======== RECORDS FOR THIS EXERCISE ========

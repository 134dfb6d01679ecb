use crate::data::DateRange;
use crate::engine::BacktestConfig;
use crate::error::{BacktestError, Result};
use chrono::NaiveDate;
use indexmap::IndexMap;
use serde::{Deserialize, Serialize};
use std::path::PathBuf;

//strategy type
#[derive(Debug, Clone, Copy, PartialEq, Eq, Serialize, Deserialize)]
#[serde(rename_all = "snake_case")]
pub enum StrategyType {
    SmaCrossover,
    Momentum,
    MeanReversion,
    LinearRegression,
}

impl StrategyType {
    //parse strategy type from string
    pub fn parse(s: &str) -> Option<Self> {
        match s.to_lowercase().as_str() {
            "sma" | "sma_crossover" => Some(StrategyType::SmaCrossover),
            "mom" | "momentum" => Some(StrategyType::Momentum),
            "mr" | "meanrev" | "mean_reversion" => Some(StrategyType::MeanReversion),
            "lr" | "linreg" | "linear_regression" => Some(StrategyType::LinearRegression),
            _ => None,
        }
    }
}

//sma crossover strategy parameters
#[derive(Debug, Clone, Copy, PartialEq, Eq, Serialize, Deserialize)]
pub struct SmaParams {
    #[serde(alias = "sma1", alias = "SMA1")]
    pub fast_window: usize,
    #[serde(alias = "sma2", alias = "SMA2")]
    pub slow_window: usize,
}

impl Default for SmaParams {
    fn default() -> Self {
        SmaParams {
            fast_window: 42,
            slow_window: 252,
        }
    }
}

//momentum strategy parameters
#[derive(Debug, Clone, Copy, PartialEq, Eq, Serialize, Deserialize)]
pub struct MomentumParams {
    #[serde(alias = "momentum")]
    pub window: usize,
}

impl Default for MomentumParams {
    fn default() -> Self {
        MomentumParams { window: 1 }
    }
}

//mean reversion strategy parameters
#[derive(Debug, Clone, Copy, PartialEq, Serialize, Deserialize)]
pub struct MeanReversionParams {
    #[serde(alias = "sma", alias = "SMA")]
    pub window: usize,
    pub threshold: f64,
}

impl Default for MeanReversionParams {
    fn default() -> Self {
        MeanReversionParams {
            window: 25,
            threshold: 5.0,
        }
    }
}

//linear regression strategy parameters
//the model is fitted on fit_range and traded on predict_range
#[derive(Debug, Clone, Copy, PartialEq, Serialize, Deserialize)]
pub struct LinearRegressionParams {
    pub lags: usize,
    pub fit_range: DateRange,
    pub predict_range: DateRange,
}

//strategy-specific parameters
#[derive(Debug, Clone, PartialEq, Serialize, Deserialize)]
#[serde(tag = "type", rename_all = "snake_case")]
pub enum StrategyParams {
    SmaCrossover(SmaParams),
    Momentum(MomentumParams),
    MeanReversion(MeanReversionParams),
    LinearRegression(LinearRegressionParams),
}

impl StrategyParams {
    pub fn strategy_type(&self) -> StrategyType {
        match self {
            StrategyParams::SmaCrossover(_) => StrategyType::SmaCrossover,
            StrategyParams::Momentum(_) => StrategyType::Momentum,
            StrategyParams::MeanReversion(_) => StrategyType::MeanReversion,
            StrategyParams::LinearRegression(_) => StrategyType::LinearRegression,
        }
    }

    //parameter names and values in declaration order
    pub fn named(&self) -> IndexMap<&'static str, String> {
        let mut named = IndexMap::new();
        match self {
            StrategyParams::SmaCrossover(p) => {
                named.insert("SMA1", p.fast_window.to_string());
                named.insert("SMA2", p.slow_window.to_string());
            }
            StrategyParams::Momentum(p) => {
                named.insert("momentum", p.window.to_string());
            }
            StrategyParams::MeanReversion(p) => {
                named.insert("SMA", p.window.to_string());
                named.insert("threshold", p.threshold.to_string());
            }
            StrategyParams::LinearRegression(p) => {
                named.insert("lags", p.lags.to_string());
                named.insert(
                    "fit_range",
                    format!("{}..={}", p.fit_range.start, p.fit_range.end),
                );
                named.insert(
                    "predict_range",
                    format!("{}..={}", p.predict_range.start, p.predict_range.end),
                );
            }
        }
        named
    }

    //number of integer parameters a grid search may vary
    pub fn grid_dimensions(&self) -> usize {
        match self {
            StrategyParams::SmaCrossover(_) | StrategyParams::MeanReversion(_) => 2,
            StrategyParams::Momentum(_) | StrategyParams::LinearRegression(_) => 1,
        }
    }

    //replaces the leading integer parameters with the grid point's coordinates
    //coordinates not covered by the point keep their current value
    pub fn with_grid_point(&self, point: &[usize]) -> Result<Self> {
        if point.is_empty() || point.len() > self.grid_dimensions() {
            return Err(BacktestError::invalid(
                "ranges",
                format!(
                    "{} range(s) given, strategy accepts 1 to {}",
                    point.len(),
                    self.grid_dimensions()
                ),
            ));
        }

        let mut params = self.clone();
        match &mut params {
            StrategyParams::SmaCrossover(p) => {
                p.fast_window = point[0];
                if let Some(&slow) = point.get(1) {
                    p.slow_window = slow;
                }
            }
            StrategyParams::Momentum(p) => p.window = point[0],
            StrategyParams::MeanReversion(p) => {
                p.window = point[0];
                if let Some(&threshold) = point.get(1) {
                    p.threshold = threshold as f64;
                }
            }
            StrategyParams::LinearRegression(p) => p.lags = point[0],
        }
        Ok(params)
    }
}

//explicit dataset location handed to the series loader
#[derive(Debug, Clone, Serialize, Deserialize)]
pub struct LoaderConfig {
    pub data_path: PathBuf,

    //drop rows with a missing value in any column, not just the requested symbol
    #[serde(default = "default_drop_incomplete_rows")]
    pub drop_incomplete_rows: bool,
}

fn default_drop_incomplete_rows() -> bool {
    true
}

impl LoaderConfig {
    pub fn new(data_path: impl Into<PathBuf>) -> Self {
        LoaderConfig {
            data_path: data_path.into(),
            drop_incomplete_rows: true,
        }
    }
}

//complete backtest configuration
#[derive(Debug, Clone, Serialize, Deserialize)]
pub struct BacktestConfiguration {
    //data
    pub data: LoaderConfig,
    pub symbol: String,
    pub range: DateRange,

    //cost model
    pub amount: f64,
    pub transaction_cost: f64,

    //evaluate grid points on the rayon pool
    #[serde(default = "default_parallel")]
    pub parallel: bool,

    //strategy
    pub strategy: StrategyParams,
}

fn default_parallel() -> bool {
    true
}

impl Default for BacktestConfiguration {
    fn default() -> Self {
        BacktestConfiguration {
            data: LoaderConfig::new("data/eod_data.csv"),
            symbol: "EUR=".to_string(),
            range: DateRange::new(
                NaiveDate::from_ymd_opt(2010, 1, 1).unwrap_or_default(),
                NaiveDate::from_ymd_opt(2020, 12, 31).unwrap_or_default(),
            ),
            amount: 10000.0,
            transaction_cost: 0.0,
            parallel: true,
            strategy: StrategyParams::SmaCrossover(SmaParams::default()),
        }
    }
}

impl BacktestConfiguration {
    //load configuration from a JSON file
    pub fn from_json_file(path: &PathBuf) -> anyhow::Result<Self> {
        let contents = std::fs::read_to_string(path)?;
        let config: BacktestConfiguration = serde_json::from_str(&contents)?;
        Ok(config)
    }

    //save configuration to a JSON file
    pub fn to_json_file(&self, path: &PathBuf) -> anyhow::Result<()> {
        let json = serde_json::to_string_pretty(self)?;
        std::fs::write(path, json)?;
        Ok(())
    }

    //the engine-facing part of the configuration
    pub fn backtest_config(&self) -> BacktestConfig {
        BacktestConfig {
            amount: self.amount,
            transaction_cost: self.transaction_cost,
            parallel: self.parallel,
        }
    }
}

#[cfg(test)]
mod tests {
    use super::*;

    #[test]
    fn parse_strategy_aliases() {
        assert_eq!(StrategyType::parse("SMA"), Some(StrategyType::SmaCrossover));
        assert_eq!(StrategyType::parse("momentum"), Some(StrategyType::Momentum));
        assert_eq!(
            StrategyType::parse("mean_reversion"),
            Some(StrategyType::MeanReversion)
        );
        assert_eq!(
            StrategyType::parse("linreg"),
            Some(StrategyType::LinearRegression)
        );
        assert_eq!(StrategyType::parse("rsi"), None);
    }

    #[test]
    fn grid_point_overrides_leading_parameters() {
        let params = StrategyParams::SmaCrossover(SmaParams {
            fast_window: 10,
            slow_window: 50,
        });

        let one = params.with_grid_point(&[20]).unwrap();
        assert_eq!(
            one,
            StrategyParams::SmaCrossover(SmaParams {
                fast_window: 20,
                slow_window: 50
            })
        );

        let two = params.with_grid_point(&[20, 80]).unwrap();
        assert_eq!(
            two,
            StrategyParams::SmaCrossover(SmaParams {
                fast_window: 20,
                slow_window: 80
            })
        );

        assert!(params.with_grid_point(&[1, 2, 3]).is_err());
        let momentum = StrategyParams::Momentum(MomentumParams { window: 3 });
        assert!(momentum.with_grid_point(&[1, 2]).is_err());
    }

    #[test]
    fn named_parameters_keep_order() {
        let params = StrategyParams::MeanReversion(MeanReversionParams {
            window: 25,
            threshold: 7.5,
        });
        let named = params.named();
        let keys: Vec<_> = named.keys().copied().collect();
        assert_eq!(keys, vec!["SMA", "threshold"]);
        assert_eq!(named["threshold"], "7.5");
    }

    #[test]
    fn configuration_json_round_trip() {
        let dir = tempfile::tempdir().unwrap();
        let path = dir.path().join("config.json");

        let config = BacktestConfiguration {
            strategy: StrategyParams::Momentum(MomentumParams { window: 3 }),
            transaction_cost: 0.001,
            ..BacktestConfiguration::default()
        };
        config.to_json_file(&path).unwrap();

        let loaded = BacktestConfiguration::from_json_file(&path).unwrap();
        assert_eq!(loaded.strategy, config.strategy);
        assert_eq!(loaded.symbol, "EUR=");
        assert!((loaded.transaction_cost - 0.001).abs() < f64::EPSILON);
    }

    #[test]
    fn strategy_params_accept_upper_case_aliases() {
        let json = r#"{"type": "sma_crossover", "SMA1": 20, "SMA2": 100}"#;
        let params: StrategyParams = serde_json::from_str(json).unwrap();
        assert_eq!(
            params,
            StrategyParams::SmaCrossover(SmaParams {
                fast_window: 20,
                slow_window: 100
            })
        );
    }
}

========

### DESCRIPTION OF THE TASK
Lines from the start of the material through the line containing "pub enum StrategyType" are wanted. Write them out exactly.

### WRITTEN SOLUTION
repository 134dfb6d01679ecb
use crate::data::DateRange;
use crate::engine::BacktestConfig;
use crate::error::{BacktestError, Result};
use chrono::NaiveDate;
use indexmap::IndexMap;
use serde::{Deserialize, Serialize};
use std::path::PathBuf;

//strategy type
#[derive(Debug, Clone, Copy, PartialEq, Eq, Serialize, Deserialize)]
#[serde(rename_all = "snake_case")]
pub enum StrategyType {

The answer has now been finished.